TO DO: Return the number of lines below with "impl" in them, and nothing else.

Stored data
══════════
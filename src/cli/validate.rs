//! The `validate` command: check the settings file.
//!
//! Loads the settings exactly as `run` does, builds the notifier, and looks
//! for the container CLI and the deployment directory. No network request is made.
//!
//! ```bash
//! immich-autoupdate validate
//! immich-autoupdate validate --config ./immich-autoupdate.conf --strict
//! immich-autoupdate validate --format json
//! ```
//!
//! Secrets are masked in the printed summary.

use anyhow::{Result, bail};
use clap::Args;
use colored::Colorize;
use serde::Serialize;

use super::{CliConfig, OutputFormat};
use crate::config::{Config, NotifySettings};
use crate::notify::Notifier;
use crate::upgrade::updater::resolve_docker_bin;
use crate::utils::http::build_client;

/// Validate the settings file.
#[derive(Args, Debug, Default)]
pub struct ValidateCommand {
    /// Output format
    #[arg(long, value_enum, default_value = "text")]
    pub format: OutputFormat,

    /// Treat warnings (missing container CLI or deployment directory) as errors
    #[arg(long)]
    pub strict: bool,
}

/// Settings as printed by `validate`, secrets masked.
#[derive(Debug, Serialize)]
struct ConfigSummary {
    immich_host: String,
    status_url: String,
    api_key: String,
    immich_dir: String,
    docker_bin: String,
    notify_method: String,
    #[serde(skip_serializing_if = "Option::is_none")]
    notify_target: Option<String>,
    #[serde(skip_serializing_if = "Option::is_none")]
    gotify_token: Option<String>,
    release_url: String,
    min_release_age_days: i64,
    retry_attempts: usize,
    retry_delay_secs: u64,
    http_timeout_secs: u64,
    ready_timeout_secs: u64,
    ready_interval_secs: u64,
    compose_timeout_secs: u64,
    prune_images: bool,
    prune_age_hours: u64,
}

impl ConfigSummary {
    fn new(config: &Config) -> Self {
        let (notify_target, gotify_token) = match &config.notify {
            NotifySettings::None => (None, None),
            NotifySettings::Email { to, from } => (Some(format!("{to} (from {from})")), None),
            NotifySettings::Gotify { url, token } => (Some(url.clone()), Some(mask_secret(token))),
        };

        Self {
            immich_host: config.immich_host.clone(),
            status_url: config.status_url(),
            api_key: mask_secret(&config.api_key),
            immich_dir: config.immich_dir.display().to_string(),
            docker_bin: config.docker_bin.display().to_string(),
            notify_method: config.notify.transport().to_string(),
            notify_target,
            gotify_token,
            release_url: config.release_url.clone(),
            min_release_age_days: config.min_release_age_days,
            retry_attempts: config.retry.max_attempts,
            retry_delay_secs: config.retry.delay.as_secs(),
            http_timeout_secs: config.http_timeout.as_secs(),
            ready_timeout_secs: config.ready_timeout.as_secs(),
            ready_interval_secs: config.ready_interval.as_secs(),
            compose_timeout_secs: config.compose_timeout.as_secs(),
            prune_images: config.prune_images,
            prune_age_hours: config.prune_age_hours,
        }
    }
}

#[derive(Debug, Serialize)]
struct ValidationReport {
    valid: bool,
    config_path: String,
    settings: ConfigSummary,
    warnings: Vec<String>,
}

/// Keep the first four characters of long secrets, hide short ones entirely.
fn mask_secret(secret: &str) -> String {
    if secret.chars().count() <= 8 {
        return "****".to_string();
    }
    let visible: String = secret.chars().take(4).collect();
    format!("{visible}****")
}

/// Problems that do not make the settings unusable but will fail a run.
fn environment_warnings(config: &Config) -> Vec<String> {
    let mut warnings = Vec::new();

    if let Err(e) = resolve_docker_bin(&config.docker_bin) {
        warnings.push(format!("DOCKER_BIN: {e}"));
    }
    if !config.immich_dir.is_dir() {
        warnings.push(format!(
            "IMMICH_DIR: {} is not a directory",
            config.immich_dir.display()
        ));
    }

    warnings
}

impl ValidateCommand {
    /// Validate and print the result.
    ///
    /// # Errors
    ///
    /// Returns the loader error for a missing or invalid file, and with
    /// `--strict` an error when any warning was found.
    pub async fn execute(self, cli: &CliConfig) -> Result<()> {
        let config = Config::load(&cli.config_path)?;
        Notifier::from_settings(&config.notify, build_client(config.http_timeout)?)?;

        let warnings = environment_warnings(&config);
        let report = ValidationReport {
            valid: warnings.is_empty() || !self.strict,
            config_path: cli.config_path.display().to_string(),
            settings: ConfigSummary::new(&config),
            warnings,
        };

        match self.format {
            OutputFormat::Json => println!("{}", serde_json::to_string_pretty(&report)?),
            OutputFormat::Text => print_text(&report),
        }

        if !report.valid {
            bail!(
                "Validation failed: {} warning(s) in strict mode",
                report.warnings.len()
            );
        }
        Ok(())
    }
}

fn print_text(report: &ValidationReport) {
    let s = &report.settings;

    println!("{} Valid settings file: {}", "✓".green(), report.config_path);
    println!("  Immich host:     {} ({})", s.immich_host, s.status_url);
    println!("  API key:         {}", s.api_key);
    println!("  Deployment:      {}", s.immich_dir);
    println!("  Container CLI:   {}", s.docker_bin);
    match &s.notify_target {
        Some(target) => println!("  Notifications:   {} → {target}", s.notify_method),
        None => println!("  Notifications:   {}", s.notify_method),
    }
    if let Some(token) = &s.gotify_token {
        println!("  Gotify token:    {token}");
    }
    println!("  Release API:     {}", s.release_url);
    println!("  Minimum age:     {} day(s)", s.min_release_age_days);
    println!(
        "  Retries:         {} attempt(s), {}s apart, {}s per request",
        s.retry_attempts, s.retry_delay_secs, s.http_timeout_secs
    );
    println!(
        "  Readiness wait:  {}s, polled every {}s",
        s.ready_timeout_secs, s.ready_interval_secs
    );
    println!("  Compose timeout: {}s", s.compose_timeout_secs);
    if s.prune_images {
        println!("  Image prune:     unused for {}h", s.prune_age_hours);
    } else {
        println!("  Image prune:     disabled");
    }

    for warning in &report.warnings {
        println!("{} Warning: {warning}", "⚠".yellow());
    }
}
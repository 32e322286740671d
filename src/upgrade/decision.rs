//! Whether a release should be installed.
//!
//! The decision is a pure function of the two versions, the publish date,
//! today's date, and the release notes. The checks run in a fixed order:
//!
//! 1. the release must be at least `min_days` old (whole calendar days);
//! 2. its notes must not mention a risk keyword;
//! 3. it must be newer than what is running.
//!
//! A blocked release is reported even when it is already installed.

use chrono::NaiveDate;
use regex::Regex;
use std::fmt;
use std::sync::LazyLock;

use crate::constants::RISK_KEYWORDS;
use crate::version::is_newer;

static RISK_PATTERN: LazyLock<Option<Regex>> = LazyLock::new(|| {
    let alternatives = RISK_KEYWORDS
        .iter()
        .map(|keyword| {
            keyword
                .split_whitespace()
                .map(regex::escape)
                .collect::<Vec<_>>()
                .join(r"\s+")
        })
        .collect::<Vec<_>>()
        .join("|");
    Regex::new(&format!("(?i){alternatives}")).ok()
});

/// What a run should do with the latest release.
#[derive(Debug, Clone, PartialEq, Eq)]
pub enum Decision {
    /// The running version is the latest (or newer).
    UpToDate,
    /// Published too recently to be trusted.
    SkipTooRecent {
        /// Whole days since publication; negative if the date is in the future
        days_since_release: i64,
        /// Required age
        min_days: i64,
    },
    /// Old enough, but the notes need a human.
    BlockedBreakingChange {
        /// First keyword found, in lowercase canonical form
        keyword: String,
    },
    /// Install it.
    Update,
}

impl fmt::Display for Decision {
    fn fmt(&self, f: &mut fmt::Formatter<'_>) -> fmt::Result {
        match self {
            Self::UpToDate => write!(f, "up to date"),
            Self::SkipTooRecent {
                days_since_release,
                min_days,
            } => {
                write!(f, "release is {days_since_release} day(s) old, waiting for {min_days}")
            }
            Self::BlockedBreakingChange { keyword } => {
                write!(f, "release notes mention '{keyword}'")
            }
            Self::Update => write!(f, "update"),
        }
    }
}

/// First risk keyword in `notes`, lowercased with single spaces.
#[must_use]
pub fn find_risk_keyword(notes: &str) -> Option<String> {
    let pattern = RISK_PATTERN.as_ref()?;
    pattern.find(notes).map(|found| {
        found
            .as_str()
            .split_whitespace()
            .collect::<Vec<_>>()
            .join(" ")
            .to_lowercase()
    })
}

/// Decide what to do with release `latest` given the running `current`.
#[must_use]
pub fn decide(
    latest: &str,
    current: &str,
    published_on: NaiveDate,
    today: NaiveDate,
    release_notes: &str,
    min_days: i64,
) -> Decision {
    let days_since_release = (today - published_on).num_days();
    if days_since_release < min_days {
        return Decision::SkipTooRecent {
            days_since_release,
            min_days,
        };
    }

    if let Some(keyword) = find_risk_keyword(release_notes) {
        return Decision::BlockedBreakingChange { keyword };
    }

    if is_newer(current, latest) {
        Decision::Update
    } else {
        Decision::UpToDate
    }
}
//! Settings for an update run.
//!
//! The settings file is a list of `KEY=value` lines (see [`parser`]). It is
//! read once at startup into an immutable [`Config`] which is then passed by
//! reference to every stage, so no stage reads ambient environment state.
//!
//! # Required keys
//!
//! | Key | Needed when |
//! |-----|-------------|
//! | `IMMICH_API_KEY`, `DOCKER_BIN`, `IMMICH_DIR`, `IMMICH_HOST`, `NOTIFY_METHOD` | always |
//! | `EMAIL_TO` | `NOTIFY_METHOD=email` |
//! | `GOTIFY_URL`, `GOTIFY_TOKEN` | `NOTIFY_METHOD=gotify` |
//!
//! Everything else has a default from [`crate::constants`]. Validation is
//! complete before any network call is made.

pub mod parser;

use anyhow::{Context, Result};
use std::fmt;
use std::path::{Path, PathBuf};
use std::str::FromStr;
use std::time::Duration;
use strsim::levenshtein;
use tracing::{debug, warn};

use crate::constants::{
    DEFAULT_COMPOSE_TIMEOUT, DEFAULT_HTTP_TIMEOUT, DEFAULT_MIN_RELEASE_AGE_DAYS,
    DEFAULT_PRUNE_AGE_HOURS, DEFAULT_READY_INTERVAL, DEFAULT_READY_TIMEOUT, DEFAULT_RELEASE_URL,
    DEFAULT_RETRY_ATTEMPTS, DEFAULT_RETRY_DELAY, DEFAULT_STATUS_PATH,
};
use crate::core::UpdaterError;
use crate::notify::email::parse_mailbox;
use crate::utils::retry::RetryPolicy;
use parser::Entries;

/// Default sender for e-mail notifications.
pub const DEFAULT_EMAIL_FROM: &str = "immich-autoupdate@localhost";

/// Every key the loader understands. Anything else gets a warning.
pub const KNOWN_KEYS: &[&str] = &[
    "IMMICH_API_KEY",
    "DOCKER_BIN",
    "IMMICH_DIR",
    "IMMICH_HOST",
    "NOTIFY_METHOD",
    "EMAIL_TO",
    "EMAIL_FROM",
    "GOTIFY_URL",
    "GOTIFY_TOKEN",
    "RELEASE_URL",
    "STATUS_PATH",
    "MIN_RELEASE_AGE_DAYS",
    "HTTP_TIMEOUT_SECS",
    "RETRY_ATTEMPTS",
    "RETRY_DELAY_SECS",
    "READY_TIMEOUT_SECS",
    "READY_INTERVAL_SECS",
    "COMPOSE_TIMEOUT_SECS",
    "PRUNE_IMAGES",
    "PRUNE_AGE_HOURS",
];

const ALWAYS_REQUIRED: &[&str] =
    &["IMMICH_API_KEY", "DOCKER_BIN", "IMMICH_DIR", "IMMICH_HOST", "NOTIFY_METHOD"];

/// Notification transport selected by `NOTIFY_METHOD`.
#[derive(Debug, Clone, Copy, PartialEq, Eq)]
pub enum NotifyTransport {
    /// Notifications disabled
    None,
    /// Plain-text mail through the local sendmail binary
    Email,
    /// Gotify push server
    Gotify,
}

impl NotifyTransport {
    /// Keys that must be non-empty for this transport.
    #[must_use]
    pub const fn required_keys(self) -> &'static [&'static str] {
        match self {
            Self::None => &[],
            Self::Email => &["EMAIL_TO"],
            Self::Gotify => &["GOTIFY_URL", "GOTIFY_TOKEN"],
        }
    }
}

impl FromStr for NotifyTransport {
    type Err = UpdaterError;

    fn from_str(s: &str) -> Result<Self, Self::Err> {
        match s.trim().to_ascii_lowercase().as_str() {
            "none" => Ok(Self::None),
            "email" => Ok(Self::Email),
            "gotify" => Ok(Self::Gotify),
            other => Err(UpdaterError::ConfigInvalid {
                reason: format!("NOTIFY_METHOD must be one of none, email, gotify (got '{other}')"),
            }),
        }
    }
}

impl fmt::Display for NotifyTransport {
    fn fmt(&self, f: &mut fmt::Formatter<'_>) -> fmt::Result {
        f.write_str(match self {
            Self::None => "none",
            Self::Email => "email",
            Self::Gotify => "gotify",
        })
    }
}

/// Transport together with its credentials.
#[derive(Debug, Clone, PartialEq, Eq)]
pub enum NotifySettings {
    /// Notifications disabled
    None,
    /// Mail to a single recipient
    Email {
        /// Recipient address
        to: String,
        /// Sender address
        from: String,
    },
    /// Gotify push
    Gotify {
        /// Server base URL, e.g. `https://gotify.example.com`
        url: String,
        /// Application token
        token: String,
    },
}

impl NotifySettings {
    /// The transport these settings belong to.
    #[must_use]
    pub const fn transport(&self) -> NotifyTransport {
        match self {
            Self::None => NotifyTransport::None,
            Self::Email { .. } => NotifyTransport::Email,
            Self::Gotify { .. } => NotifyTransport::Gotify,
        }
    }
}

/// Immutable settings of one run.
#[derive(Debug, Clone)]
pub struct Config {
    /// Immich API key sent as `x-api-key`
    pub api_key: String,
    /// Orchestration binary, a path or a bare name looked up on `PATH`
    pub docker_bin: PathBuf,
    /// Directory holding the compose file
    pub immich_dir: PathBuf,
    /// Base URL of the local server, always with a scheme and no trailing slash
    pub immich_host: String,
    /// Notification transport and credentials
    pub notify: NotifySettings,
    /// Latest-release endpoint
    pub release_url: String,
    /// Status endpoint path on the local server
    pub status_path: String,
    /// Minimum release age in days
    pub min_release_age_days: i64,
    /// Per-request timeout
    pub http_timeout: Duration,
    /// Retry policy of both fetchers
    pub retry: RetryPolicy,
    /// Readiness wait budget
    pub ready_timeout: Duration,
    /// Interval between readiness probes
    pub ready_interval: Duration,
    /// Timeout of a single orchestration command
    pub compose_timeout: Duration,
    /// Whether to prune old images after an update
    pub prune_images: bool,
    /// Age threshold for pruning, in hours
    pub prune_age_hours: u64,
}

impl Config {
    /// Load and validate the settings file at `path`.
    ///
    /// # Errors
    ///
    /// - [`UpdaterError::ConfigMissing`] if the file does not exist
    /// - [`UpdaterError::ConfigInvalid`] if it cannot be parsed or a required
    ///   key is missing or empty
    /// - an I/O error with context if the file exists but cannot be read
    pub fn load(path: &Path) -> Result<Self> {
        if !path.exists() {
            return Err(UpdaterError::ConfigMissing {
                path: path.display().to_string(),
            }
            .into());
        }

        let content = std::fs::read_to_string(path)
            .with_context(|| format!("Failed to read settings file: {}", path.display()))?;
        let entries = parser::parse_entries(&content)?;
        debug!("Read {} setting(s) from {}", entries.len(), path.display());

        Ok(Self::from_entries(&entries)?)
    }

    /// Build a config from parsed entries.
    ///
    /// # Errors
    ///
    /// Returns [`UpdaterError::ConfigInvalid`] listing every missing required
    /// key, an unknown `NOTIFY_METHOD`, a malformed e-mail address, or a
    /// malformed optional value.
    pub fn from_entries(entries: &Entries) -> Result<Self, UpdaterError> {
        warn_unknown_keys(entries);

        let value = |key: &str| entries.get(key).map(|v| v.trim()).filter(|v| !v.is_empty());

        // The transport decides which keys are required, so it is checked first
        let transport = value("NOTIFY_METHOD").map(NotifyTransport::from_str).transpose()?;

        let missing: Vec<&str> = ALWAYS_REQUIRED
            .iter()
            .chain(transport.map_or(&[][..], NotifyTransport::required_keys))
            .copied()
            .filter(|key| value(*key).is_none())
            .collect();
        if !missing.is_empty() {
            return Err(UpdaterError::ConfigInvalid {
                reason: format!("missing or empty: {}", missing.join(", ")),
            });
        }

        // Both lookups below are guaranteed by the missing-key check
        let required = |key: &str| value(key).unwrap_or_default().to_string();
        let notify = match transport.unwrap_or(NotifyTransport::None) {
            NotifyTransport::None => NotifySettings::None,
            NotifyTransport::Email => {
                let to = required("EMAIL_TO");
                let from = value("EMAIL_FROM").unwrap_or(DEFAULT_EMAIL_FROM).to_string();
                parse_mailbox("EMAIL_TO", &to)?;
                parse_mailbox("EMAIL_FROM", &from)?;
                NotifySettings::Email { to, from }
            }
            NotifyTransport::Gotify => NotifySettings::Gotify {
                url: required("GOTIFY_URL").trim_end_matches('/').to_string(),
                token: required("GOTIFY_TOKEN"),
            },
        };

        let retry_attempts = parse_or(value, "RETRY_ATTEMPTS", DEFAULT_RETRY_ATTEMPTS)?;
        if retry_attempts == 0 {
            return Err(UpdaterError::ConfigInvalid {
                reason: "RETRY_ATTEMPTS must be at least 1".to_string(),
            });
        }

        let ready_interval = secs_or(value, "READY_INTERVAL_SECS", DEFAULT_READY_INTERVAL)?;
        if ready_interval.is_zero() {
            return Err(UpdaterError::ConfigInvalid {
                reason: "READY_INTERVAL_SECS must be at least 1".to_string(),
            });
        }

        Ok(Self {
            api_key: required("IMMICH_API_KEY"),
            docker_bin: PathBuf::from(expand_path("DOCKER_BIN", &required("DOCKER_BIN"))?),
            immich_dir: PathBuf::from(expand_path("IMMICH_DIR", &required("IMMICH_DIR"))?),
            immich_host: normalize_host(&required("IMMICH_HOST")),
            notify,
            release_url: value("RELEASE_URL").unwrap_or(DEFAULT_RELEASE_URL).to_string(),
            status_path: normalize_path(value("STATUS_PATH").unwrap_or(DEFAULT_STATUS_PATH)),
            min_release_age_days: parse_or(
                value,
                "MIN_RELEASE_AGE_DAYS",
                DEFAULT_MIN_RELEASE_AGE_DAYS,
            )?,
            http_timeout: secs_or(value, "HTTP_TIMEOUT_SECS", DEFAULT_HTTP_TIMEOUT)?,
            retry: RetryPolicy::new(
                retry_attempts,
                secs_or(value, "RETRY_DELAY_SECS", DEFAULT_RETRY_DELAY)?,
            ),
            ready_timeout: secs_or(value, "READY_TIMEOUT_SECS", DEFAULT_READY_TIMEOUT)?,
            ready_interval,
            compose_timeout: secs_or(value, "COMPOSE_TIMEOUT_SECS", DEFAULT_COMPOSE_TIMEOUT)?,
            prune_images: bool_or(value, "PRUNE_IMAGES", true)?,
            prune_age_hours: parse_or(value, "PRUNE_AGE_HOURS", DEFAULT_PRUNE_AGE_HOURS)?,
        })
    }

    /// Full URL of the status endpoint.
    #[must_use]
    pub fn status_url(&self) -> String {
        format!("{}{}", self.immich_host, self.status_path)
    }
}

fn parse_or<'a, T, V>(value: V, key: &str, default: T) -> Result<T, UpdaterError>
where
    T: FromStr,
    V: Fn(&str) -> Option<&'a str>,
{
    match value(key) {
        None => Ok(default),
        Some(raw) => raw.parse().map_err(|_| UpdaterError::ConfigInvalid {
            reason: format!("{key} must be a number (got '{raw}')"),
        }),
    }
}

fn secs_or<'a, V>(value: V, key: &str, default: Duration) -> Result<Duration, UpdaterError>
where
    V: Fn(&str) -> Option<&'a str>,
{
    parse_or(value, key, default.as_secs()).map(Duration::from_secs)
}

fn bool_or<'a, V>(value: V, key: &str, default: bool) -> Result<bool, UpdaterError>
where
    V: Fn(&str) -> Option<&'a str>,
{
    match value(key).map(str::to_ascii_lowercase).as_deref() {
        None => Ok(default),
        Some("1" | "true" | "yes" | "on") => Ok(true),
        Some("0" | "false" | "no" | "off") => Ok(false),
        Some(other) => Err(UpdaterError::ConfigInvalid {
            reason: format!("{key} must be true or false (got '{other}')"),
        }),
    }
}

fn expand_path(key: &str, raw: &str) -> Result<String, UpdaterError> {
    shellexpand::full(raw)
        .map(|expanded| expanded.into_owned())
        .map_err(|e| UpdaterError::ConfigInvalid {
            reason: format!("{key}: {e}"),
        })
}

fn normalize_host(host: &str) -> String {
    let host = host.trim_end_matches('/');
    if host.contains("://") {
        host.to_string()
    } else {
        format!("http://{host}")
    }
}

fn normalize_path(path: &str) -> String {
    if path.starts_with('/') {
        path.to_string()
    } else {
        format!("/{path}")
    }
}

fn warn_unknown_keys(entries: &Entries) {
    for key in entries.keys().filter(|key| !KNOWN_KEYS.contains(&key.as_str())) {
        match suggest_key(key) {
            Some(known) => warn!("Ignoring unknown setting {key} (did you mean {known}?)"),
            None => warn!("Ignoring unknown setting {key}"),
        }
    }
}

/// Closest known key, if it is within a third of the key's length in edits.
#[must_use]
pub fn suggest_key(unknown: &str) -> Option<&'static str> {
    KNOWN_KEYS
        .iter()
        .map(|known| (*known, levenshtein(unknown, known)))
        .filter(|(_, distance)| *distance <= unknown.len() / 3)
        .min_by_key(|(_, distance)| *distance)
        .map(|(known, _)| known)
}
══════════
RESULT OF THE EXERCISE: 8